Since most of my father’s relatives come from Saxonia there was a long time after World War II when it was very hard to meet. They lived in the GDR, and we lived in the FRG. Nowadays there is only one German Republic again, and so, some years ago, my father went to see his relatives again. That family reunion seems to have been a success and so they planned another one. Which I’m going to attend.
At first I was all excited, and then I realized that I would spend a weekend with my parents without my son and husband as a buffer between us, and that – because my son will stay at home – they will be smoking constantly all day long. Also, I’m nervous about the 25 or so people that I will meet for the first time. I want to make a good impression. On the other hand, these are people who have known my father for more than sixty years, and they still want to meet him.
I wonder if these relatives of mine will look like me. I’m looking more like my father than like my mother, and I have been told by my grandmother that I resemble her grandmother very much. Will there be more who have heads shaped liked that of Bert from Sesame Street, who have a yellowish tinge to their skin (like Bert again, come to think of it), and freakishly small hands?
My father sent a newsletter to everyone beforehand where he misquote me, told everybody that I was excited about meeting them because I had heard so many stories, and got my whole education wrong. The problem is that I was interested in the meeting because I didn’t hear any stories at all.

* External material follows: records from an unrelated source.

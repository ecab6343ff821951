//! SQL file discovery and loading

use std::fs;
use std::path::{Path, PathBuf};

use tracing::debug;

use crate::error::LineageError;

/// Options controlling which files are picked up from the input directory
#[derive(Debug, Clone, PartialEq, Eq)]
pub struct LoaderOptions {
    /// Descend into subdirectories
    pub recursive: bool,
    /// File extensions to load, without the leading dot
    pub extensions: Vec<String>,
}

impl Default for LoaderOptions {
    fn default() -> Self {
        Self {
            recursive: true,
            extensions: vec!["sql".to_string()],
        }
    }
}

/// Text of one SQL file
#[derive(Debug, Clone, PartialEq, Eq)]
pub struct SqlSource {
    pub path: PathBuf,
    pub text: String,
}

/// Load every matching SQL file under `dir`, sorted by path
pub fn load_dir(dir: &Path, options: &LoaderOptions) -> Result<Vec<SqlSource>, LineageError> {
    if !dir.exists() {
        return Err(LineageError::InputNotFound {
            path: dir.to_path_buf(),
        });
    }
    if !dir.is_dir() {
        return Err(LineageError::InputNotDirectory {
            path: dir.to_path_buf(),
        });
    }

    fs::read_dir(dir).map_err(|source| LineageError::InputUnreadable {
        path: dir.to_path_buf(),
        source,
    })?;

    let paths = discover(dir, options)?;
    debug!(dir = %dir.display(), files = paths.len(), "discovered SQL files");

    paths
        .into_iter()
        .map(|path| {
            let text = fs::read_to_string(&path).map_err(|source| LineageError::InputUnreadable {
                path: path.clone(),
                source,
            })?;
            Ok(SqlSource { path, text })
        })
        .collect()
}

/// Find matching files without reading them
pub fn discover(dir: &Path, options: &LoaderOptions) -> Result<Vec<PathBuf>, LineageError> {
    let root = glob::Pattern::escape(&dir.display().to_string());
    let pattern = if options.recursive {
        format!("{}/**/*", root)
    } else {
        format!("{}/*", root)
    };

    let entries = glob::glob(&pattern).map_err(|source| LineageError::InvalidPattern {
        pattern: pattern.clone(),
        source,
    })?;

    let mut paths = Vec::new();
    for entry in entries {
        let path = entry.map_err(|err| LineageError::InputUnreadable {
            path: err.path().to_path_buf(),
            source: err.into_error(),
        })?;
        if path.is_file() && has_extension(&path, &options.extensions) {
            paths.push(path);
        }
    }
    paths.sort();
    paths.dedup();

    Ok(paths)
}

fn has_extension(path: &Path, extensions: &[String]) -> bool {
    path.extension()
        .and_then(|ext| ext.to_str())
        .is_some_and(|ext| {
            extensions
                .iter()
                .any(|wanted| wanted.trim_start_matches('.').eq_ignore_ascii_case(ext))
        })
}

#[cfg(test)]
mod tests {
    use super::*;

    fn write(dir: &Path, rel: &str, contents: &str) {
        let path = dir.join(rel);
        if let Some(parent) = path.parent() {
            fs::create_dir_all(parent).unwrap();
        }
        fs::write(path, contents).unwrap();
    }

    #[test]
    fn test_missing_directory_is_fatal() {
        let tmp = tempfile::tempdir().unwrap();
        let missing = tmp.path().join("nope");
        let err = load_dir(&missing, &LoaderOptions::default()).unwrap_err();
        assert!(matches!(err, LineageError::InputNotFound { .. }));
    }

    #[test]
    fn test_file_instead_of_directory() {
        let tmp = tempfile::tempdir().unwrap();
        write(tmp.path(), "a.sql", "SELECT 1;");
        let err = load_dir(&tmp.path().join("a.sql"), &LoaderOptions::default()).unwrap_err();
        assert!(matches!(err, LineageError::InputNotDirectory { .. }));
    }

    /// Make `path` unreadable for the duration of `f`. Returns `None` when
    /// permissions are not enforced (e.g. running as root).
    #[cfg(unix)]
    fn with_unreadable<T>(path: &Path, f: impl FnOnce() -> T) -> Option<T> {
        use std::os::unix::fs::PermissionsExt;

        fs::set_permissions(path, fs::Permissions::from_mode(0o000)).unwrap();
        let result = if fs::read_dir(path).is_err() {
            Some(f())
        } else {
            None
        };
        fs::set_permissions(path, fs::Permissions::from_mode(0o755)).unwrap();
        result
    }

    #[cfg(unix)]
    #[test]
    fn test_unreadable_directory_is_fatal() {
        let tmp = tempfile::tempdir().unwrap();
        let root = tmp.path().join("locked");
        write(&root, "a.sql", "CREATE VIEW v AS SELECT * FROM t;");

        let Some(result) = with_unreadable(&root, || load_dir(&root, &LoaderOptions::default()))
        else {
            return;
        };
        match result {
            Err(LineageError::InputUnreadable { path, .. }) => assert_eq!(path, root),
            other => panic!("expected InputUnreadable, got {:?}", other),
        }
    }

    #[cfg(unix)]
    #[test]
    fn test_unreadable_subdirectory_is_fatal() {
        let tmp = tempfile::tempdir().unwrap();
        write(tmp.path(), "a.sql", "-- a");
        let nested = tmp.path().join("nested");
        write(&nested, "b.sql", "-- b");

        let Some(result) =
            with_unreadable(&nested, || load_dir(tmp.path(), &LoaderOptions::default()))
        else {
            return;
        };
        assert!(matches!(
            result,
            Err(LineageError::InputUnreadable { ref path, .. }) if path == &nested
        ));
    }

    #[test]
    fn test_empty_directory_is_not_an_error() {
        let tmp = tempfile::tempdir().unwrap();
        write(tmp.path(), "notes.txt", "not sql");
        let sources = load_dir(tmp.path(), &LoaderOptions::default()).unwrap();
        assert!(sources.is_empty());
    }

    #[test]
    fn test_recursive_and_sorted() {
        let tmp = tempfile::tempdir().unwrap();
        write(tmp.path(), "b.sql", "-- b");
        write(tmp.path(), "a.SQL", "-- a");
        write(tmp.path(), "nested/c.sql", "-- c");

        let sources = load_dir(tmp.path(), &LoaderOptions::default()).unwrap();
        let names: Vec<_> = sources
            .iter()
            .map(|s| s.path.strip_prefix(tmp.path()).unwrap().to_path_buf())
            .collect();
        assert_eq!(
            names,
            vec![
                PathBuf::from("a.SQL"),
                PathBuf::from("b.sql"),
                PathBuf::from("nested/c.sql")
            ]
        );
    }

    #[test]
    fn test_top_level_only() {
        let tmp = tempfile::tempdir().unwrap();
        write(tmp.path(), "a.sql", "-- a");
        write(tmp.path(), "nested/c.sql", "-- c");

        let options = LoaderOptions {
            recursive: false,
            ..LoaderOptions::default()
        };
        let sources = load_dir(tmp.path(), &options).unwrap();
        assert_eq!(sources.len(), 1);
        assert_eq!(sources[0].text, "-- a");
    }

    #[test]
    fn test_custom_extensions() {
        let tmp = tempfile::tempdir().unwrap();
        write(tmp.path(), "a.sql", "-- a");
        write(tmp.path(), "b.ddl", "-- b");

        let options = LoaderOptions {
            recursive: true,
            extensions: vec![".ddl".to_string()],
        };
        let sources = load_dir(tmp.path(), &options).unwrap();
        assert_eq!(sources.len(), 1);
        assert_eq!(sources[0].text, "-- b");
    }
}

So I might be facing a weekend of meeting cousin this, and cousin that without ever getting them straight.
Of course, like usual I deal with all this uncertainty by worrying about the least important things first. What to wear. And I know perfectly well that I always do this, and that I still hope to somehow magically conjure the perfect traveling wardrobe that transforms me into the woman I long to be without having to iron anything or wear heels. It’s like I still dream of this very stylish hairdo that will make my hair look much more thicker and luscious than it actually is and that only needs to be dried off with a towel, and maybe brushed casually. Just today my hairdresser reminded me – again – that she can’t work miracles and so I’m looking like I always do only without my bangs hanging into my eyes.
Same with the wardrobe. I’ll wear the same things I always wear. Though if I manage to buy a button for my new, um, cardigan, and sew said button on I might have something new to wear. My mother won’t like it though. She’ll pull at the hem every time she sees me from behind, and tell me I should have made it longer to hide my big butt. And then I had this fabulous idea of knitting myself a matching scarf from my handspun. Until Thursday. I’ll only have to wash and dry the yarn, and then knit about a hundred hours or so. That shouldn’t be a problem, shouldn’t it?
So I keep telling me that there is nothing to get nervous about, and that I just pack the same things I always pack, and that everything will be alright.
You know what I’m looking forward to the most? On Thursday and Sunday each I’ll have eight hours on the train. All by myself.